Sementara itu, selain pencantuman nama pada nama rumah adat, Lisa Tirto Utomo, Ketua Yayasan Tirto Utomo, dan Pastor Johannes Maria Hämmerle juga mendapat gelar kebangsawanan. Lisa Tirto mendapatk gelar “Sorai Ana’a” dan Pastor Johannes Maria Hämmerle dianugerahi gelar “Tuha Samaeri Nahönö”.

Dengan selesainya pembangunan Omo Sebua ini, pemilik rumah Ama Masioho Harita (62), mengaku sangat senang.  Ama Masioho merupakan generasi ke-5 yang menempati rumah adat tersebut. “Saya merasa senang karena Yayasan Tirto Utomo telah membangun rumah ini. Saya berharap rumah ini ke depan bisa menjadi tempat wisata,” ujar Ama Masioho.
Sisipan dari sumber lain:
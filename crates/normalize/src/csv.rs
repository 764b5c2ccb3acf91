//! CSV normalization.
//!
//! The first row is the header and defines field names; every subsequent
//! row becomes one field-mapping keyed by those names. Blank lines are
//! skipped and surrounding whitespace is trimmed from headers and fields.

use model::FieldMap;
use serde_json::Value;

use crate::error::NormalizeError;

/// Parses CSV bytes into one field-mapping per data row.
///
/// A header-only file (zero data rows) is a successful parse yielding an
/// empty sequence, not an error.
pub fn normalize_csv(raw: &[u8]) -> Result<Vec<FieldMap>, NormalizeError> {
    let mut reader = ::csv::ReaderBuilder::new()
        .trim(::csv::Trim::All)
        .from_reader(raw);

    let headers = reader
        .headers()
        .map_err(|err| NormalizeError::Csv(err.to_string()))?
        .clone();

    let mut rows = Vec::new();
    for record in reader.records() {
        let record = record.map_err(|err| NormalizeError::Csv(err.to_string()))?;
        let mut fields = FieldMap::new();
        for (name, value) in headers.iter().zip(record.iter()) {
            fields.insert(name.to_string(), Value::String(value.to_string()));
        }
        rows.push(fields);
    }
    Ok(rows)
}

#[cfg(test)]
mod tests {
    use super::*;

    const HEADER: &str = "customer_id,customer_email,customer_name,subject,description,status";

    #[test]
    fn rows_map_to_header_field_names() {
        let raw = format!(
            "{HEADER}\nCUST-001,jo@example.com,Jo,Login issue,Cannot sign in,open\n"
        );
        let rows = normalize_csv(raw.as_bytes()).expect("parse");

        assert_eq!(rows.len(), 1);
        assert_eq!(rows[0]["customer_id"], "CUST-001");
        assert_eq!(rows[0]["subject"], "Login issue");
        assert_eq!(rows[0]["status"], "open");
    }

    #[test]
    fn header_only_file_is_a_successful_empty_parse() {
        let rows = normalize_csv(HEADER.as_bytes()).expect("parse");
        assert!(rows.is_empty());
    }

    #[test]
    fn blank_lines_are_skipped() {
        let raw = format!(
            "{HEADER}\n\nCUST-001,a@b.com,A,S1,D1,open\n\n\nCUST-002,c@d.com,C,S2,D2,open\n"
        );
        let rows = normalize_csv(raw.as_bytes()).expect("parse");

        assert_eq!(rows.len(), 2);
        assert_eq!(rows[0]["customer_id"], "CUST-001");
        assert_eq!(rows[1]["customer_id"], "CUST-002");
    }

    #[test]
    fn surrounding_whitespace_is_trimmed() {
        let raw = format!("{HEADER}\n  CUST-001 , jo@example.com ,  Jo ,  Help  , Desc , open\n");
        let rows = normalize_csv(raw.as_bytes()).expect("parse");

        assert_eq!(rows[0]["customer_id"], "CUST-001");
        assert_eq!(rows[0]["customer_email"], "jo@example.com");
        assert_eq!(rows[0]["subject"], "Help");
    }

    #[test]
    fn row_order_is_preserved() {
        let raw = format!(
            "{HEADER}\nCUST-003,a@b.com,A,S3,D,open\nCUST-001,a@b.com,A,S1,D,open\nCUST-002,a@b.com,A,S2,D,open\n"
        );
        let rows = normalize_csv(raw.as_bytes()).expect("parse");

        let ids: Vec<&str> = rows
            .iter()
            .map(|row| row["customer_id"].as_str().expect("string field"))
            .collect();
        assert_eq!(ids, vec!["CUST-003", "CUST-001", "CUST-002"]);
    }

    #[test]
    fn ragged_rows_are_a_normalization_failure() {
        let raw = format!("{HEADER}\nCUST-001,only-two-fields\n");
        let err = normalize_csv(raw.as_bytes()).expect_err("ragged row");
        assert!(matches!(err, NormalizeError::Csv(_)));
    }
}
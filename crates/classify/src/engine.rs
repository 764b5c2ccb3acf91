//! The scoring engine.
//!
//! Pure and total: every subject/description pair classifies to something,
//! worst case the fallback category and priority at low confidence. No
//! I/O, no clock, no shared mutable state.

use model::{Category, ClassificationResult, Priority, Reasoning};

use crate::rules::RuleSet;


/// Confidence reported when no category keyword matches.
pub const FALLBACK_CATEGORY_CONFIDENCE: f64 = 0.3;

/// Confidence reported when no priority trigger matches.
pub const FALLBACK_PRIORITY_CONFIDENCE: f64 = 0.5;

/// Keyword count at which category confidence saturates at 1.0.
const CATEGORY_SATURATION: f64 = 5.0;

/// Severity rank at which priority confidence saturates at 1.0.
const PRIORITY_SATURATION: f64 = 3.0;

/// Keyword-based ticket classifier over an injected, immutable rule set.
#[derive(Debug, Clone)]
pub struct Classifier {
    rules: RuleSet,
}

impl Classifier {
    /// Builds a classifier over explicit rule tables.
    pub fn new(rules: RuleSet) -> Self {
        Self { rules }
    }

    /// Builds a classifier over the reference tables.
    pub fn with_defaults() -> Self {
        Self::new(RuleSet::default())
    }

    /// The rule tables this classifier scores against.
    pub fn rules(&self) -> &RuleSet {
        &self.rules
    }

    /// Classifies one ticket's subject + description.
    ///
    /// Deterministic for identical input and rule tables. Matching is
    /// substring-based with no word boundaries: "login" inside a longer
    /// word still counts, which is intentional.
    pub fn classify(&self, subject: &str, description: &str) -> ClassificationResult {
        let text = format!("{subject} {description}").to_lowercase();
        let mut found: Vec<String> = Vec::new();

        // Category axis: presence count per rule. A later rule needs a
        // strictly greater count to replace an earlier one, so ties keep
        // the earliest-declared category.
        let mut best: Option<(Category, usize)> = None;
        for rule in &self.rules.categories {
            let mut count = 0;
            for keyword in &rule.keywords {
                if text.contains(keyword.as_str()) {
                    count += 1;
                    record_match(&mut found, keyword);
                }
            }
            if count > best.map_or(0, |(_, c)| c) {
                best = Some((rule.category, count));
            }
        }

        let (category, category_confidence, category_reasoning) = match best {
            Some((category, count)) => (
                category,
                round2((count as f64 / CATEGORY_SATURATION).min(1.0)),
                format!("matched {count} keyword(s) for {category}"),
            ),
            None => (
                Category::Other,
                FALLBACK_CATEGORY_CONFIDENCE,
                "no keywords matched, assigned default category".to_string(),
            ),
        };

        // Priority axis, evaluated independently of category. Rules are in
        // ascending severity, so overwriting on every hit keeps the
        // highest-severity match; rank is the rule's 1-based list position.
        // Every matched trigger is recorded, not just the winning rule's.
        let mut hit: Option<(Priority, usize)> = None;
        for (index, rule) in self.rules.priorities.iter().enumerate() {
            let mut any = false;
            for trigger in &rule.triggers {
                if text.contains(trigger.as_str()) {
                    any = true;
                    record_match(&mut found, trigger);
                }
            }
            if any {
                hit = Some((rule.priority, index + 1));
            }
        }

        let (priority, priority_confidence, priority_reasoning) = match hit {
            Some((priority, rank)) => (
                priority,
                round2((rank as f64 / PRIORITY_SATURATION).min(1.0)),
                format!("found urgent/important keywords indicating {priority} priority"),
            ),
            None => (
                Priority::Medium,
                FALLBACK_PRIORITY_CONFIDENCE,
                "no priority indicators found, assigned default medium priority".to_string(),
            ),
        };

        let overall_confidence = round2((category_confidence + priority_confidence) / 2.0);

        ClassificationResult {
            category,
            priority,
            category_confidence,
            priority_confidence,
            overall_confidence,
            reasoning: Reasoning {
                category_reasoning,
                priority_reasoning,
            },
            keywords_found: found,
        }
    }
}

impl Default for Classifier {
    fn default() -> Self {
        Self::with_defaults()
    }
}

/// Appends a matched keyword unless it was already recorded. The found
/// list stays in first-seen order; tables are small enough that a linear
/// scan beats a set.
fn record_match(found: &mut Vec<String>, keyword: &str) {
    if !found.iter().any(|k| k == keyword) {
        found.push(keyword.to_string());
    }
}

fn round2(value: f64) -> f64 {
    (value * 100.0).round() / 100.0
}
Pelestarian warisan budaya adalah tugas kita bersama. Bila kita hanya menunggu sampai ada orang lain yang mengulurkan tangan, cepat atau lambat, kita akan kehilangan warisan budaya yang tak ternilai harganya.
Kesadaran masyarakat Desa Hilimondregeraya untuk kembali membangun omo sebua menunjukkan bahwa masyarakat sudah mulai peduli akan pentingnya keberadaan sebuah omo sebua di sebuah desa. Sikap ini perlu kita internalisasi dalam diri kita sebagai orang Nias agar kita semakin mencintai budaya kita sendiri.
Bila pada akhirnya ada pihak yang mau membantu, hal itu karena masyarakat telah lebih dulu menunjukkan kesungguhannya dalam membangun dan melestarikan warisan budaya yang kelak akan memasyhurkan nama Desa Hilimondregeraya.
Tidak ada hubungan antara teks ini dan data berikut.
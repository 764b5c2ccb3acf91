//! YAML configuration file support.
//!
//! Lets a deployment define the classification rule tables in a single
//! YAML file and load them at startup. The keyword lists are tunable
//! operational data (the scoring algorithm is the contract, the tables
//! are not), so they live in configuration rather than in code.
//!
//! ## Example
//!
//! ```yaml
//! version: "1.0"
//! name: "eu-support-desk"
//!
//! rules:
//!   categories:
//!     - category: billing_question
//!       keywords: ["invoice", "refund", "overcharged"]
//!       boosts:
//!         high: 1
//!     - category: bug_report
//!       keywords: ["bug", "broken"]
//!   priorities:
//!     - priority: low
//!       triggers: ["no rush"]
//!     - priority: urgent
//!       triggers: ["urgent", "outage"]
//! ```
//!
//! Omitting `rules` entirely yields the reference tables.

use std::fs;
use std::path::Path;

use classify::{RuleError, RuleSet};
use serde::{Deserialize, Serialize};
use thiserror::Error;

/// Errors that can occur when loading a configuration file.
#[derive(Debug, Error)]
#[non_exhaustive]
pub enum ConfigLoadError {
    #[error("failed to read config file: {0}")]
    FileRead(#[from] std::io::Error),

    #[error("failed to parse YAML: {0}")]
    YamlParse(#[from] serde_yaml::Error),

    #[error("unsupported config version: {0}")]
    UnsupportedVersion(String),

    #[error("invalid rule tables: {0}")]
    Rules(#[from] RuleError),
}

/// Top-level YAML configuration for the triage pipeline.
#[derive(Debug, Clone, Serialize, Deserialize)]
pub struct TriageConfig {
    /// Configuration format version.
    pub version: String,

    /// Optional configuration name/description.
    #[serde(default)]
    pub name: Option<String>,

    /// Classification rule tables; defaults to the reference tables.
    #[serde(default)]
    pub rules: RuleSet,
}

impl TriageConfig {
    /// Loads and validates a YAML configuration file.
    pub fn from_file<P: AsRef<Path>>(path: P) -> Result<Self, ConfigLoadError> {
        let content = fs::read_to_string(path)?;
        Self::from_yaml(&content)
    }

    /// Parses and validates YAML configuration from a string.
    pub fn from_yaml(yaml: &str) -> Result<Self, ConfigLoadError> {
        let config: TriageConfig = serde_yaml::from_str(yaml)?;
        config.validate()?;
        Ok(config)
    }

    /// Validates the configuration: version gate plus rule-table checks.
    pub fn validate(&self) -> Result<(), ConfigLoadError> {
        match self.version.as_str() {
            "1.0" | "1" => {}
            other => return Err(ConfigLoadError::UnsupportedVersion(other.to_string())),
        }
        self.rules.validate()?;
        Ok(())
    }
}

impl Default for TriageConfig {
    fn default() -> Self {
        Self {
            version: "1.0".to_string(),
            name: None,
            rules: RuleSet::default(),
        }
    }
}
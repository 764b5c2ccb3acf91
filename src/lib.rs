//! Support ticket triage.
//!
//! This crate stitches the pipeline stages together so callers can
//! operate the whole flow through one dependency: multi-format payload
//! normalization, row validation, record storage, and deterministic
//! keyword classification.
//!
//! ## The flow
//!
//! raw bytes → [`normalize`](normalize()) → field-mappings →
//! [`TicketValidator`] → [`TicketStore`] → [`Classifier`] → classified
//! records, with [`Importer`] driving the whole batch and
//! [`ImportSummary`] reporting the outcome.
//!
//! ## What lives where
//!
//! - **model**: closed enums, ticket record/patch, classification types
//! - **classify**: rule tables + the pure scoring engine
//! - **normalize**: CSV / JSON / XML normalizers behind one contract
//! - **import**: the orchestrator, triggers, and boundary traits
//! - here: re-exports, one-shot helpers, and YAML configuration loading
//!
//! Classification is pure and total: no I/O, no clock, no ambient state,
//! and every input classifies to *something*, worst case the fallback
//! category and priority at low confidence.

mod config;

pub use crate::config::{ConfigLoadError, TriageConfig};

pub use classify::{
    CategoryRule, Classifier, PriorityBoosts, PriorityRule, RuleError, RuleSet,
    FALLBACK_CATEGORY_CONFIDENCE, FALLBACK_PRIORITY_CONFIDENCE,
};
pub use import::{
    BasicValidator, FieldError, ImportError, ImportSummary, Importer, InMemoryStore, RowFailure,
    StoreError, TicketStore, TicketValidator,
};
pub use model::{
    Category, ClassificationAttachment, ClassificationResult, FieldMap, Priority, Reasoning,
    TicketDraft, TicketPatch, TicketRecord, TicketStatus, UnknownVariant,
};
pub use normalize::{
    normalize, normalize_csv, normalize_json, normalize_xml, Format, NormalizeError,
};

/// One-shot classification with the reference rule tables.
///
/// Builds a throwaway [`Classifier`] per call; callers on a hot path
/// should construct one and reuse it.
pub fn classify_with_defaults(subject: &str, description: &str) -> ClassificationResult {
    Classifier::with_defaults().classify(subject, description)
}

#[cfg(test)]
mod tests {
    use super::*;

    #[test]
    fn one_shot_helper_matches_an_explicit_engine() {
        let subject = "Refund for double charge";
        let description = "My invoice shows the subscription billed twice";

        let explicit = Classifier::with_defaults().classify(subject, description);
        let one_shot = classify_with_defaults(subject, description);

        assert_eq!(one_shot, explicit);
        assert_eq!(one_shot.category, Category::BillingQuestion);
    }
}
Omo Nifolasara Hilimondregeraya kini sudah bersolek dan siap menerima kedatangan parawisatawan.  Terima kasih kepada Ibu Lisa “Sorai Ana’a” Tirto Utomo (Yayasan Tirto Utomo) dan Bapak Johannes Maria Hämmerle “Tuha Samaeri Nahönö”(Yayasan Pusaka Nias).  [DESTY HULU/SEIMAN LASE]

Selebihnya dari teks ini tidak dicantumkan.